Amazing commentary to read, thanks for sharing these! Not only was it fascinating to see the e-sports leveraging people analytics both for the individual level and teams, but also the concerns about the article’s lack of focus in human beings is absolutely critical.
I thought that this IBM project is going to benefit the players to make a fair evaluation of their performance with transparency than counting on just the scores or people’s judgements. Completely agreed that the payment issue or ethics need to be prioritized much more than this scoring system. Really hope that more established employment structure is created to protect these players like in the other sports industries as soon as possible.

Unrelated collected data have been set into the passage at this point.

use axum::http::StatusCode;

/// Handler for `GET /healthz`, the liveness probe.
pub async fn healthz() -> StatusCode {
    StatusCode::OK
}

/// Handler for `GET /readyz`, the readiness probe. The store serves a
/// single process, so readiness and liveness coincide.
pub async fn readyz() -> StatusCode {
    StatusCode::OK
}
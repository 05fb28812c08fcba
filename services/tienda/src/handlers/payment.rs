use axum::{
    Json,
    body::Bytes,
    extract::{Path, State},
    http::{HeaderMap, header},
};
use serde::{Deserialize, Serialize};
use uuid::Uuid;

use crate::domain::repository::CheckoutGateway as _;
use crate::error::TiendaServiceError;
use crate::handlers::{BearerHeader, optional_user};
use crate::state::AppState;
use crate::usecase::payment::{
    ApplyWebhookUseCase, CreateCheckoutInput, CreateCheckoutUseCase, GetPaymentStatusUseCase,
};

/// Callback URLs are built from the storefront's own origin so the
/// provider redirects back to wherever the request came from.
fn request_origin(headers: &HeaderMap) -> String {
    if let Some(origin) = headers.get(header::ORIGIN).and_then(|v| v.to_str().ok()) {
        if origin != "null" {
            return origin.trim_end_matches('/').to_owned();
        }
    }
    let host = headers
        .get(header::HOST)
        .and_then(|v| v.to_str().ok())
        .unwrap_or("localhost");
    format!("https://{host}")
}

// ── POST /pagos/checkout ─────────────────────────────────────────────────────

#[derive(Deserialize)]
pub struct CreateCheckoutRequest {
    #[serde(rename = "carrito_id")]
    pub cart_id: Uuid,
}

#[derive(Serialize)]
pub struct CreateCheckoutResponse {
    pub checkout_url: String,
    pub session_id: String,
}

pub async fn create_checkout(
    State(state): State<AppState>,
    bearer: BearerHeader,
    headers: HeaderMap,
    Json(body): Json<CreateCheckoutRequest>,
) -> Result<Json<CreateCheckoutResponse>, TiendaServiceError> {
    let gateway = state.checkout_gateway()?;
    let user_id = optional_user(&state, &bearer).await.map(|user| user.id);

    let usecase = CreateCheckoutUseCase {
        carts: state.cart_repo(),
        transactions: state.payment_repo(),
        gateway,
    };
    let session = usecase
        .execute(CreateCheckoutInput {
            cart_id: body.cart_id,
            origin: request_origin(&headers),
            user_id,
        })
        .await?;
    Ok(Json(CreateCheckoutResponse {
        checkout_url: session.checkout_url,
        session_id: session.session_id,
    }))
}

// ── GET /pagos/status/{session_id} ───────────────────────────────────────────

#[derive(Serialize)]
pub struct PaymentStatusResponse {
    pub status: String,
    pub payment_status: String,
    pub amount: f64,
    pub currency: String,
}

pub async fn get_payment_status(
    State(state): State<AppState>,
    Path(session_id): Path<String>,
) -> Result<Json<PaymentStatusResponse>, TiendaServiceError> {
    let gateway = state.checkout_gateway()?;

    let usecase = GetPaymentStatusUseCase {
        transactions: state.payment_repo(),
        gateway,
    };
    let status = usecase.execute(&session_id).await?;
    Ok(Json(PaymentStatusResponse {
        status: status.status,
        payment_status: status.payment_status,
        amount: status.amount,
        currency: status.currency,
    }))
}

// ── POST /webhook/stripe ─────────────────────────────────────────────────────

pub async fn stripe_webhook(
    State(state): State<AppState>,
    headers: HeaderMap,
    body: Bytes,
) -> Result<Json<serde_json::Value>, TiendaServiceError> {
    let gateway = state.checkout_gateway()?;
    let signature = headers
        .get("stripe-signature")
        .and_then(|v| v.to_str().ok())
        .ok_or(TiendaServiceError::InvalidWebhook)?;

    let event = gateway.parse_webhook(&body, signature)?;

    let usecase = ApplyWebhookUseCase {
        transactions: state.payment_repo(),
    };
    usecase.execute(&event).await?;
    Ok(Json(serde_json::json!({ "received": true })))
}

I really enjoyed reading this Tuychi, and you certainly grabbed my attention with the pun. What I realized as I was reading your blog is that I have a bias with how AI is used in sports – in this case e-sports – to how AI is used in businesses or other institutions. Does it really matter how AI is used in sports or e-sports? I haven’t come up with a conclusion yet, but as it stands I’m more curious to learn if there are any biases in how individual and team performance is measured compared to how it’s done in business.